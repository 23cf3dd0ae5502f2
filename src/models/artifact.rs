//! # Artifact Model
//!
//! Files produced or consumed by pipeline stages.
//!
//! An artifact is created once by the step that produced it (the configuration artifact is
//! created when the simulation is set up) and never changes afterwards. Downstream stages
//! reference artifacts by id; the files themselves are never copied.
//!
//! ## Database Schema
//!
//! Maps to `artifacts` table:
//! ```sql
//! CREATE TABLE artifacts (
//!   artifact_id BIGSERIAL PRIMARY KEY,
//!   simulation_id BIGINT NOT NULL REFERENCES simulations ON DELETE CASCADE,
//!   step_id BIGINT NOT NULL REFERENCES steps ON DELETE CASCADE,
//!   created_at TIMESTAMPTZ NOT NULL,
//!   size_bytes BIGINT NOT NULL,
//!   path TEXT NOT NULL,
//!   name TEXT NOT NULL,
//!   file_type TEXT NOT NULL
//! );
//! ```

use chrono::{DateTime, Utc};
use serde::{Deserialize, Serialize};
use std::fmt;
use std::path::{Path, PathBuf};

/// File category of an artifact
#[derive(Debug, Clone, Copy, PartialEq, Eq, Hash, Serialize, Deserialize)]
#[serde(rename_all = "SCREAMING_SNAKE_CASE")]
pub enum FileType {
    Json,
    Csv,
    Parquet,
    Png,
    Pdf,
    Log,
    /// Directory of files, e.g. a parquet dataset
    Directory,
    Unknown,
}

impl FileType {
    /// Infer the category from a path's extension
    pub fn from_path(path: impl AsRef<Path>) -> Self {
        let path = path.as_ref();
        if path.is_dir() {
            return Self::Directory;
        }

        match path
            .extension()
            .and_then(|ext| ext.to_str())
            .map(str::to_ascii_lowercase)
            .as_deref()
        {
            Some("json") => Self::Json,
            Some("csv") => Self::Csv,
            Some("parquet") => Self::Parquet,
            Some("png") => Self::Png,
            Some("pdf") => Self::Pdf,
            Some("log") => Self::Log,
            _ => Self::Unknown,
        }
    }

    pub fn as_str(&self) -> &'static str {
        match self {
            Self::Json => "JSON",
            Self::Csv => "CSV",
            Self::Parquet => "PARQUET",
            Self::Png => "PNG",
            Self::Pdf => "PDF",
            Self::Log => "LOG",
            Self::Directory => "DIRECTORY",
            Self::Unknown => "UNKNOWN",
        }
    }
}

impl fmt::Display for FileType {
    fn fmt(&self, f: &mut fmt::Formatter<'_>) -> fmt::Result {
        f.write_str(self.as_str())
    }
}

impl std::str::FromStr for FileType {
    type Err = String;

    fn from_str(s: &str) -> Result<Self, Self::Err> {
        match s.to_ascii_uppercase().as_str() {
            "JSON" => Ok(Self::Json),
            "CSV" => Ok(Self::Csv),
            "PARQUET" => Ok(Self::Parquet),
            "PNG" => Ok(Self::Png),
            "PDF" => Ok(Self::Pdf),
            "LOG" => Ok(Self::Log),
            "DIRECTORY" => Ok(Self::Directory),
            "UNKNOWN" => Ok(Self::Unknown),
            _ => Err(format!("Invalid file type: {s}")),
        }
    }
}

/// A persisted artifact
#[derive(Debug, Clone, PartialEq, Serialize, Deserialize)]
pub struct Artifact {
    pub artifact_id: i64,
    pub simulation_id: i64,
    pub step_id: i64,
    pub created_at: DateTime<Utc>,
    pub size_bytes: i64,
    pub path: String,
    pub name: String,
    pub file_type: FileType,
}

impl Artifact {
    /// Directory containing the artifact, i.e. the simulation workdir for top-level files
    pub fn workdir(&self) -> Option<PathBuf> {
        Path::new(&self.path).parent().map(Path::to_path_buf)
    }
}

/// An artifact that has been produced but not persisted yet
#[derive(Debug, Clone, PartialEq, Serialize, Deserialize)]
pub struct NewArtifact {
    pub simulation_id: i64,
    pub step_id: i64,
    pub created_at: DateTime<Utc>,
    pub size_bytes: i64,
    pub path: String,
    pub name: String,
    pub file_type: FileType,
}

impl NewArtifact {
    /// Describe a file on disk, reading its size from the filesystem.
    ///
    /// Missing files are recorded with size 0 so a remote backend's artifact list can be
    /// persisted even when the paths are not visible locally.
    pub fn from_file(
        simulation_id: i64,
        step_id: i64,
        path: impl AsRef<Path>,
        file_type: Option<FileType>,
    ) -> Self {
        let path = path.as_ref();
        let size_bytes = std::fs::metadata(path)
            .map(|meta| meta.len() as i64)
            .unwrap_or(0);
        let name = path
            .file_stem()
            .or_else(|| path.file_name())
            .map(|name| name.to_string_lossy().into_owned())
            .unwrap_or_default();

        Self {
            simulation_id,
            step_id,
            created_at: Utc::now(),
            size_bytes,
            path: path.to_string_lossy().into_owned(),
            name,
            file_type: file_type.unwrap_or_else(|| FileType::from_path(path)),
        }
    }

    pub fn with_name(mut self, name: impl Into<String>) -> Self {
        self.name = name.into();
        self
    }

    /// Re-home the artifact onto another step of the same simulation
    pub fn for_step(mut self, simulation_id: i64, step_id: i64) -> Self {
        self.simulation_id = simulation_id;
        self.step_id = step_id;
        self
    }

    pub fn into_artifact(self, artifact_id: i64) -> Artifact {
        Artifact {
            artifact_id,
            simulation_id: self.simulation_id,
            step_id: self.step_id,
            created_at: self.created_at,
            size_bytes: self.size_bytes,
            path: self.path,
            name: self.name,
            file_type: self.file_type,
        }
    }
}
//! # Pipeline Store
//!
//! Persistence for simulations, steps, artifacts and runtime snapshots.
//!
//! Every operation that touches more than one record runs inside a single transaction of
//! the backing store, so concurrent stages of different simulations never observe each
//! other's partial writes. Step status changes are validated by the
//! [`StepStateMachine`](crate::state_machine::StepStateMachine) and at most one step per
//! simulation can be ONGOING.
//!
//! Two implementations ship with the crate:
//! - [`InMemoryStore`]: process-local tables behind a `parking_lot::RwLock`
//! - [`PgStore`]: Postgres through `sqlx`, schema in `migrations/`

pub mod memory;
pub mod postgres;

use async_trait::async_trait;

use crate::error::StoreResult;
use crate::models::{Artifact, NewArtifact, NewSimulation, RuntimeInfo, Simulation, Step};
use crate::state_machine::PipelineStage;

pub use memory::InMemoryStore;
pub use postgres::PgStore;

#[async_trait]
pub trait PipelineStore: Send + Sync {
    /// Create a simulation together with its first ONGOING step
    async fn create_simulation(
        &self,
        new_simulation: NewSimulation,
    ) -> StoreResult<(Simulation, Step)>;

    /// Record the simulation workdir and attach the configuration artifact to the
    /// simulation's current step
    async fn register_configuration(
        &self,
        simulation_id: i64,
        workdir: &str,
        artifact: NewArtifact,
    ) -> StoreResult<Artifact>;

    /// Start (or adopt) the step for `origin` and point the simulation at it.
    ///
    /// An ONGOING step with the same origin is reused; an ONGOING step of another origin is
    /// rejected with `StepAlreadyOngoing`. The step's runtime snapshot is reset to `initial`.
    async fn begin_step(
        &self,
        simulation_id: i64,
        origin: PipelineStage,
        initial: RuntimeInfo,
    ) -> StoreResult<Step>;

    async fn set_task_handle(&self, step_id: i64, task_handle: &str) -> StoreResult<()>;

    async fn update_runtime_info(
        &self,
        step_id: i64,
        runtime_info: &RuntimeInfo,
    ) -> StoreResult<()>;

    /// Persist the step's artifacts and mark it SUCCESS
    async fn complete_step(
        &self,
        step_id: i64,
        artifacts: Vec<NewArtifact>,
        final_runtime_info: Option<RuntimeInfo>,
    ) -> StoreResult<Vec<Artifact>>;

    /// Mark the step FAILURE with an error message
    async fn fail_step(
        &self,
        step_id: i64,
        error_message: &str,
        final_runtime_info: Option<RuntimeInfo>,
    ) -> StoreResult<Step>;

    /// Set `finished_at` and move the simulation to FINISHED
    async fn finish_simulation(&self, simulation_id: i64) -> StoreResult<Simulation>;

    async fn simulation(&self, simulation_id: i64) -> StoreResult<Simulation>;

    async fn step(&self, step_id: i64) -> StoreResult<Step>;

    async fn artifact(&self, artifact_id: i64) -> StoreResult<Artifact>;

    /// Steps of a simulation in start order
    async fn steps_for_simulation(&self, simulation_id: i64) -> StoreResult<Vec<Step>>;

    async fn artifacts_for_step(&self, step_id: i64) -> StoreResult<Vec<Artifact>>;

    async fn artifacts_for_simulation(&self, simulation_id: i64) -> StoreResult<Vec<Artifact>>;

    async fn runtime_info(&self, step_id: i64) -> StoreResult<Option<RuntimeInfo>>;

    /// Most recent simulation that has an ONGOING step
    async fn current_simulation(&self) -> StoreResult<Option<Simulation>>;

    async fn latest_simulation(&self) -> StoreResult<Option<Simulation>>;
}
//! # REPORT stage
//!
//! Renders one plot per tracked parameter in parallel, then assembles the PDF report from
//! the plots. Rendering itself is delegated to a [`ReportRenderer`]; the default
//! [`CommandRenderer`] shells out to the reports tool:
//!
//! - `<command> plot <workdir> <parameter>` writes `plots/<parameter>.png`
//! - `<command> report <workdir>` writes `reports/simulation_report.pdf`
//!
//! Progress is `completed plots / tracked parameters`. A failed plot is retried up to
//! `plot_retries` more times before the stage fails.

use async_trait::async_trait;
use std::path::{Path, PathBuf};
use std::sync::Arc;
use tokio::process::Command;
use tokio::task::JoinSet;
use tokio_util::sync::CancellationToken;
use tracing::{debug, instrument, warn};

use crate::config::ReportConfig;
use crate::constants::{tasks, PLOTS_DIR, REPORTS_DIR, REPORT_FILE, REVOKED_MESSAGE};
use crate::error::{PipelineError, PipelineResult};
use crate::logging::log_step_operation;
use crate::models::{NewArtifact, ReportRuntimeInfo, RuntimeInfo, Step};
use crate::orchestration::worker_pool::TaskHandle;
use crate::state_machine::PipelineStage;
use crate::store::PipelineStore;

#[async_trait]
pub trait ReportRenderer: Send + Sync {
    async fn render_plot(&self, workdir: &Path, parameter: &str) -> PipelineResult<()>;

    async fn assemble_report(&self, workdir: &Path) -> PipelineResult<()>;
}

/// Renderer backed by an external command
#[derive(Debug, Clone)]
pub struct CommandRenderer {
    command: String,
}

impl CommandRenderer {
    pub fn new(command: impl Into<String>) -> Self {
        Self {
            command: command.into(),
        }
    }

    async fn invoke(&self, args: &[&str]) -> PipelineResult<()> {
        let output = Command::new(&self.command)
            .args(args)
            .output()
            .await
            .map_err(|e| PipelineError::Render(format!("failed to run {}: {e}", self.command)))?;

        if output.status.success() {
            Ok(())
        } else {
            Err(PipelineError::Render(format!(
                "{} {} exited with {}: {}",
                self.command,
                args.first().copied().unwrap_or_default(),
                output.status,
                String::from_utf8_lossy(&output.stderr).trim()
            )))
        }
    }
}

#[async_trait]
impl ReportRenderer for CommandRenderer {
    async fn render_plot(&self, workdir: &Path, parameter: &str) -> PipelineResult<()> {
        let workdir = workdir.to_string_lossy();
        self.invoke(&["plot", &workdir, parameter]).await
    }

    async fn assemble_report(&self, workdir: &Path) -> PipelineResult<()> {
        let workdir = workdir.to_string_lossy();
        self.invoke(&["report", &workdir]).await
    }
}

pub struct ReportStage {
    store: Arc<dyn PipelineStore>,
    renderer: Arc<dyn ReportRenderer>,
    config: ReportConfig,
}

impl ReportStage {
    pub fn new(
        store: Arc<dyn PipelineStore>,
        renderer: Arc<dyn ReportRenderer>,
        config: ReportConfig,
    ) -> Self {
        Self {
            store,
            renderer,
            config,
        }
    }

    /// Run the stage for `simulation_id`; returns the id of the report artifact.
    #[instrument(skip(self, cancel, task_handle))]
    pub async fn run(
        &self,
        simulation_id: i64,
        cancel: CancellationToken,
        task_handle: Option<TaskHandle>,
    ) -> PipelineResult<i64> {
        if cancel.is_cancelled() {
            return Err(PipelineError::Revoked {
                stage: PipelineStage::Report,
            });
        }

        let simulation = self.store.simulation(simulation_id).await?;
        let workdir = simulation.workdir.map(PathBuf::from).ok_or_else(|| {
            PipelineError::Workdir(format!("simulation {simulation_id} has no workdir"))
        })?;

        let total = self.config.tracked_parameters.len();
        let step = self
            .store
            .begin_step(
                simulation_id,
                PipelineStage::Report,
                RuntimeInfo::Report(ReportRuntimeInfo::with_jobs(0, total)),
            )
            .await?;
        log_step_operation(
            "begin",
            Some(simulation_id),
            Some(step.step_id),
            Some(PipelineStage::Report.as_str()),
            "ongoing",
            Some(&format!("{total} plot(s)")),
        );

        let artifacts = match self.produce(&workdir, &step, &cancel, task_handle).await {
            Ok(artifacts) => artifacts,
            Err(error) => {
                self.fail(&step, &error, total).await?;
                return Err(error);
            }
        };

        let artifacts = self
            .store
            .complete_step(
                step.step_id,
                artifacts,
                Some(RuntimeInfo::Report(ReportRuntimeInfo::with_jobs(total, total))),
            )
            .await?;

        let primary = artifacts
            .iter()
            .find(|artifact| artifact.path.ends_with(REPORT_FILE))
            .or_else(|| artifacts.first())
            .map(|artifact| artifact.artifact_id)
            .ok_or(PipelineError::NoPrimaryArtifact {
                stage: PipelineStage::Report,
            })?;

        log_step_operation(
            "complete",
            Some(simulation_id),
            Some(step.step_id),
            Some(PipelineStage::Report.as_str()),
            "success",
            Some(&format!("{} artifact(s)", artifacts.len())),
        );
        Ok(primary)
    }

    /// Everything between opening and closing the step; any error fails the step
    async fn produce(
        &self,
        workdir: &Path,
        step: &Step,
        cancel: &CancellationToken,
        task_handle: Option<TaskHandle>,
    ) -> PipelineResult<Vec<NewArtifact>> {
        if let Some(handle) = task_handle {
            self.store
                .set_task_handle(step.step_id, &handle.to_string())
                .await?;
        }

        self.render(workdir, step, cancel).await?;

        let artifacts = collect_outputs(workdir, step.simulation_id, step.step_id).await?;
        if artifacts.is_empty() {
            return Err(PipelineError::NoPrimaryArtifact {
                stage: PipelineStage::Report,
            });
        }
        Ok(artifacts)
    }

    async fn fail(&self, step: &Step, error: &PipelineError, total: usize) -> PipelineResult<()> {
        let message = if error.is_revocation() {
            REVOKED_MESSAGE.to_string()
        } else {
            error.to_string()
        };
        let mut runtime = self
            .store
            .runtime_info(step.step_id)
            .await?
            .unwrap_or_else(|| RuntimeInfo::Report(ReportRuntimeInfo::with_jobs(0, total)));
        runtime.set_error(message.clone());
        self.store
            .fail_step(step.step_id, &message, Some(runtime))
            .await?;
        log_step_operation(
            "fail",
            Some(step.simulation_id),
            Some(step.step_id),
            Some(PipelineStage::Report.as_str()),
            "failure",
            Some(&message),
        );
        Ok(())
    }

    async fn render(
        &self,
        workdir: &Path,
        step: &Step,
        cancel: &CancellationToken,
    ) -> PipelineResult<()> {
        tokio::fs::create_dir_all(workdir.join(PLOTS_DIR)).await?;
        tokio::fs::create_dir_all(workdir.join(REPORTS_DIR)).await?;

        let total = self.config.tracked_parameters.len();
        let mut plots = JoinSet::new();
        for parameter in self.config.tracked_parameters.iter().cloned() {
            let renderer = self.renderer.clone();
            let workdir = workdir.to_path_buf();
            let attempts = self.config.plot_retries + 1;
            plots.spawn(async move {
                render_with_retries(renderer, workdir, parameter, attempts).await
            });
        }

        let mut completed = 0;
        loop {
            let joined = tokio::select! {
                _ = cancel.cancelled() => {
                    plots.abort_all();
                    return Err(PipelineError::Revoked { stage: PipelineStage::Report });
                }
                joined = plots.join_next() => joined,
            };
            let Some(joined) = joined else { break };

            let outcome = joined
                .map_err(|e| PipelineError::Render(format!("plot task failed: {e}")))
                .and_then(|outcome| outcome);
            if let Err(error) = outcome {
                plots.abort_all();
                return Err(error);
            }

            completed += 1;
            let snapshot = RuntimeInfo::Report(ReportRuntimeInfo::with_jobs(completed, total));
            if let Err(error) = self.store.update_runtime_info(step.step_id, &snapshot).await {
                warn!(step_id = step.step_id, error = %error, "Failed to persist report progress");
            }
        }

        if cancel.is_cancelled() {
            return Err(PipelineError::Revoked {
                stage: PipelineStage::Report,
            });
        }
        self.renderer.assemble_report(workdir).await
    }
}

async fn render_with_retries(
    renderer: Arc<dyn ReportRenderer>,
    workdir: PathBuf,
    parameter: String,
    attempts: u32,
) -> PipelineResult<()> {
    let mut attempt = 1;
    loop {
        match renderer.render_plot(&workdir, &parameter).await {
            Ok(()) => {
                debug!(task = tasks::PLOT, parameter = %parameter, attempt, "Plot rendered");
                return Ok(());
            }
            Err(error) if attempt < attempts => {
                warn!(
                    task = tasks::PLOT,
                    parameter = %parameter,
                    attempt,
                    error = %error,
                    "Plot failed, retrying"
                );
                attempt += 1;
            }
            Err(error) => return Err(error),
        }
    }
}

/// Files under `plots/` and `reports/`, in path order
async fn collect_outputs(
    workdir: &Path,
    simulation_id: i64,
    step_id: i64,
) -> PipelineResult<Vec<NewArtifact>> {
    let mut paths = Vec::new();
    for dir in [PLOTS_DIR, REPORTS_DIR] {
        let mut entries = tokio::fs::read_dir(workdir.join(dir)).await?;
        while let Some(entry) = entries.next_entry().await? {
            if entry.file_type().await?.is_file() {
                paths.push(entry.path());
            }
        }
    }
    paths.sort();

    Ok(paths
        .into_iter()
        .map(|path| NewArtifact::from_file(simulation_id, step_id, path, None))
        .collect())
}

## Activity
Collect every line from the records above that contains the word "initial".

## Response to this task
    /// rejected with `StepAlreadyOngoing`. The step's runtime snapshot is reset to `initial`.
        initial: RuntimeInfo,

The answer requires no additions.